(Assignment):
From the entries provided below, copy each line that contains the word "bind".

(Data to use):
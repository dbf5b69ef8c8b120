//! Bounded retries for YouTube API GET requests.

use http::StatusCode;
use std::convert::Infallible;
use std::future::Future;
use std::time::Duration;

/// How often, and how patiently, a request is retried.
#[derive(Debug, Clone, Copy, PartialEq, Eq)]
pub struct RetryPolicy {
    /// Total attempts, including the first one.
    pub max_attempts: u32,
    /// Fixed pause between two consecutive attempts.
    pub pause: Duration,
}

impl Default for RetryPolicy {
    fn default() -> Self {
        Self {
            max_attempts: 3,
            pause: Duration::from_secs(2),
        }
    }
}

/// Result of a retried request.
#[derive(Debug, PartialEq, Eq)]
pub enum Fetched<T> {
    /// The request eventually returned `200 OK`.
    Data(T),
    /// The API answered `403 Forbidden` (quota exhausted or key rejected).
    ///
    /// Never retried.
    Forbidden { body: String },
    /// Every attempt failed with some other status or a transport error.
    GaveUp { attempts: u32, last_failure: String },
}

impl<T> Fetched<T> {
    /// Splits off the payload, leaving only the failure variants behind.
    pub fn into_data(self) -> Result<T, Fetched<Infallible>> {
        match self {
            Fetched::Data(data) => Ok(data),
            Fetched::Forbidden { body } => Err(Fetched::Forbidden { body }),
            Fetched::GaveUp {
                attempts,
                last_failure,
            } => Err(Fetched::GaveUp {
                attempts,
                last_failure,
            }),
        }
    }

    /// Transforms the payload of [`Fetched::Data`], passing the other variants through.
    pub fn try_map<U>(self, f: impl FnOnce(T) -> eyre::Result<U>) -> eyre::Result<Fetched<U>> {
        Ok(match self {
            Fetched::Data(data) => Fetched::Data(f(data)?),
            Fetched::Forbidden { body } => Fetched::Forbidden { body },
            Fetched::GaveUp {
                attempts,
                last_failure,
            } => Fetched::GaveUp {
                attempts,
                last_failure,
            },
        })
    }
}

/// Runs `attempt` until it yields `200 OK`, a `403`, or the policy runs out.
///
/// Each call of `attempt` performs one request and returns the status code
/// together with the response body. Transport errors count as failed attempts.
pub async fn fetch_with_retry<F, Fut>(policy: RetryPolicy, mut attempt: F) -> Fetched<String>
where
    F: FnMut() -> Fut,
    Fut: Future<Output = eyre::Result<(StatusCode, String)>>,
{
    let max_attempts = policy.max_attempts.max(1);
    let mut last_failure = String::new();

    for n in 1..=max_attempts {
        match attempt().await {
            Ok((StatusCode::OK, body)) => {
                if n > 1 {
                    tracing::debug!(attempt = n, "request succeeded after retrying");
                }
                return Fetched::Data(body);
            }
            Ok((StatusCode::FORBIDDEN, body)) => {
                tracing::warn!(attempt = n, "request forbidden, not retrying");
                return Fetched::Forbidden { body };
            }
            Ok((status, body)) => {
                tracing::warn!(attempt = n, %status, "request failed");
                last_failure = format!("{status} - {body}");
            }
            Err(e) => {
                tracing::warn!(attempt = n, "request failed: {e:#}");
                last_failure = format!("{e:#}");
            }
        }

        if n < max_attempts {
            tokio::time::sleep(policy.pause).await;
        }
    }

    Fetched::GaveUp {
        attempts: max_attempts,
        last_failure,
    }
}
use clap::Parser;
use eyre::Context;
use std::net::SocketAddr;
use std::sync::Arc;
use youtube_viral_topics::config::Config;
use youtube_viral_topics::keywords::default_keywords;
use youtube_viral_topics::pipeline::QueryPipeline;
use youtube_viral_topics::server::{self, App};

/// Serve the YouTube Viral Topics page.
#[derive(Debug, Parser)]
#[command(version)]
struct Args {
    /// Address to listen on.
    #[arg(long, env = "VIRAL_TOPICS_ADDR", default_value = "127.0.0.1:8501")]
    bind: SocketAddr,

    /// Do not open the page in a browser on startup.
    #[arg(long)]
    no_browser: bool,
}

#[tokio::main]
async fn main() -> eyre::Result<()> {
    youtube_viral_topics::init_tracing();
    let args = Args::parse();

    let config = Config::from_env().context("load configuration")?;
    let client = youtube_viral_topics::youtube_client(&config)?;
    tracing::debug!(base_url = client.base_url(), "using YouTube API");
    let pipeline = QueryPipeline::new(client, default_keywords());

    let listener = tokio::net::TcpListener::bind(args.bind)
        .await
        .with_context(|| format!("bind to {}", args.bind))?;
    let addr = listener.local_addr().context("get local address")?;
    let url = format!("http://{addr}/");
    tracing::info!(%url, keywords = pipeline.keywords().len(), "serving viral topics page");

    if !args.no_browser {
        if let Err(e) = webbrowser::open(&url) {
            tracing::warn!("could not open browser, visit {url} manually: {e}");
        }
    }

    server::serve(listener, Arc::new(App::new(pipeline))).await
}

(Exercise output):
    bind: SocketAddr,
    let listener = tokio::net::TcpListener::bind(args.bind)
        .with_context(|| format!("bind to {}", args.bind))?;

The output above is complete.